An upcoming press conference at 10 a.m. on Tuesday, February 2 will release a new report highlighting the precarious conditions farmworkers are facing during the COVID-19 pandemic.

In addition to sharing their health, household, and workplace struggles amidst the pandemic, interviews with farmworkers elevate the voices of farmworkers who spoke to uneven distribution of resources, poor enforcement and eroded levels of trust toward government entities.

“Carlos” a farmworker in Kern County expressed bitterness toward the label “essential worker” currently used to describe laborers in the industrial food system.

“We’re supposedly indispensable and essential, but it feels like we’re not essential, as if we are useless trash that you can throw away and then they’ll just hire more people,” said Carlos. “That’s how I feel.”

In-depth interviews in this study document how the pandemic has exacerbated long-standing crises, vulnerabilities, and economic frailties within the food system, heightening insecurity, risk, and health disparities for farmworkers and their families, a news release says.

COFS Phase Two was led by health anthropologists Dr.
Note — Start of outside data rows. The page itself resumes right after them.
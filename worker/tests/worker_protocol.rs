use std::{num::NonZeroUsize, sync::Arc};

use comms::{
    FrameReceiver, FrameSender,
    msg::{Command, Msg, Payload},
};
use model::{
    Dataset, Network,
    config::{ActFnConfig, DatasetConfig, LayerConfig, ModelConfig},
};
use tokio::io::{self, DuplexStream, ReadHalf, WriteHalf};
use worker::{WorkerBuilder, WorkerErr, WorkerSpec};

type Channel = (
    FrameReceiver<ReadHalf<DuplexStream>>,
    FrameSender<WriteHalf<DuplexStream>>,
);

fn channel_pair() -> (Channel, Channel) {
    let (stream1, stream2) = io::duplex(4096);
    let (rx1, tx1) = io::split(stream1);
    let (rx2, tx2) = io::split(stream2);
    (comms::channel(rx1, tx1), comms::channel(rx2, tx2))
}

fn spec() -> WorkerSpec {
    WorkerSpec {
        model: ModelConfig {
            layers: vec![
                LayerConfig {
                    input: 2,
                    output: 3,
                    activation: Some(ActFnConfig::Sigmoid),
                },
                LayerConfig {
                    input: 3,
                    output: 1,
                    activation: None,
                },
            ],
        },
        dataset: DatasetConfig::Inline {
            data: (0..24).map(|i| (i % 7) as f32 * 0.25).collect(),
            x_size: 2,
            y_size: 1,
        },
        batch_size: NonZeroUsize::new(3).unwrap(),
        worker_count: NonZeroUsize::new(2).unwrap(),
    }
}

#[tokio::test]
async fn test_answers_each_snapshot_with_its_update() {
    let spec = spec();
    let ((head_rx, head_tx), (mut rx, mut tx)) = channel_pair();

    let mut worker = WorkerBuilder::build(1, &spec).unwrap();
    let handle = tokio::spawn(async move { worker.run(head_rx, head_tx).await });

    let msg: Msg = rx.recv().await.unwrap();
    assert_eq!(msg, Msg::Control(Command::Register { worker_id: 1 }));

    let network = Network::new(&spec.model).unwrap();
    let shard = Dataset::load(&spec.dataset)
        .unwrap()
        .shard(1, spec.worker_count)
        .unwrap();

    for round in 0..3u64 {
        let params: Arc<[f32]> = network.init_params(round).unwrap().into();
        let snapshot = Msg::Data(Payload::Snapshot {
            round,
            step: round,
            params: params.clone(),
        });
        tx.send(&snapshot).await.unwrap();

        let expected = network
            .local_update(&params, &shard, spec.batch_size)
            .unwrap();

        match rx.recv::<Msg>().await.unwrap() {
            Msg::Data(Payload::Update {
                round: r,
                samples,
                loss,
                grad,
            }) => {
                assert_eq!(r, round);
                assert_eq!(samples, 4);
                assert_eq!(loss, expected.loss);
                assert_eq!(grad, expected.grad);
            }
            other => panic!("expected update, got {}", other.kind()),
        }
    }

    tx.send(&Msg::Control(Command::Disconnect)).await.unwrap();
    handle.await.unwrap().unwrap();
}

#[tokio::test]
async fn test_reports_bad_snapshot_to_head() {
    let ((head_rx, head_tx), (mut rx, mut tx)) = channel_pair();

    let mut worker = WorkerBuilder::build(0, &spec()).unwrap();
    let handle = tokio::spawn(async move { worker.run(head_rx, head_tx).await });

    let _register: Msg = rx.recv().await.unwrap();

    let snapshot = Msg::Data(Payload::Snapshot {
        round: 0,
        step: 0,
        params: Arc::from(vec![0.0; 3]),
    });
    tx.send(&snapshot).await.unwrap();

    let msg: Msg = rx.recv().await.unwrap();
    assert!(matches!(msg, Msg::Err(_)));
    assert!(matches!(handle.await.unwrap(), Err(WorkerErr::Model(_))));
}

#[tokio::test]
async fn test_head_error_stops_worker() {
    let ((head_rx, head_tx), (mut rx, mut tx)) = channel_pair();

    let mut worker = WorkerBuilder::build(0, &spec()).unwrap();
    let handle = tokio::spawn(async move { worker.run(head_rx, head_tx).await });

    let _register: Msg = rx.recv().await.unwrap();
    tx.send(&Msg::Err("session aborted".into())).await.unwrap();

    match handle.await.unwrap() {
        Err(WorkerErr::Rejected(detail)) => assert_eq!(detail, "session aborted"),
        other => panic!("expected rejection, got {other:?}"),
    }
}

#[tokio::test]
async fn test_unexpected_message_is_a_protocol_error() {
    let ((head_rx, head_tx), (mut rx, mut tx)) = channel_pair();

    let mut worker = WorkerBuilder::build(0, &spec()).unwrap();
    let handle = tokio::spawn(async move { worker.run(head_rx, head_tx).await });

    let _register: Msg = rx.recv().await.unwrap();
    tx.send(&Msg::Control(Command::Register { worker_id: 7 }))
        .await
        .unwrap();

    assert!(matches!(
        handle.await.unwrap(),
        Err(WorkerErr::UnexpectedMessage { round: 0, .. })
    ));
}

#[tokio::test]
async fn test_head_hanging_up_is_an_io_error() {
    let ((head_rx, head_tx), (mut rx, tx)) = channel_pair();

    let mut worker = WorkerBuilder::build(0, &spec()).unwrap();
    let handle = tokio::spawn(async move { worker.run(head_rx, head_tx).await });

    let _register: Msg = rx.recv().await.unwrap();
    drop(tx);
    drop(rx);

    assert!(matches!(handle.await.unwrap(), Err(WorkerErr::Io(_))));
}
Bonnie Bade and Dr. Dvera Saxton, in partnership with a team of Research Associates rooted in farmworker communities across the state.

“Farmworkers shared their lived experiences with us, and these must inform our efforts to change the trajectory of the pandemic for rural areas and for immigrant communities who often feel overlooked and forgotten,” said Saxton.

COFS is a collaborative research project facilitated by the California Institute for Rural Studies, with a team of social science researchers and six farmworker-serving community-based organizations: Alianza Ecologista,
Centro Binacional para el Desarrollo Indígena Oaxaqueño, Central California Environmental Justice Network, Comite Cívico del Valle, Farmworker Care Coalition/Vista Community Clinic and Líderes Campesinas.

“The COVID-19 Farmworker Study (COFS) provides urgent insights that can shape equitable COVID-19 responses, policies, and actions in rural and immigrant communities across California,” said Erica Fernández Zamora, a
COFS Phase 2 interviewer and Research Associate. Data from the project is being put to immediate use to advocate for workers who are risking their lives every day to feed California and the nation.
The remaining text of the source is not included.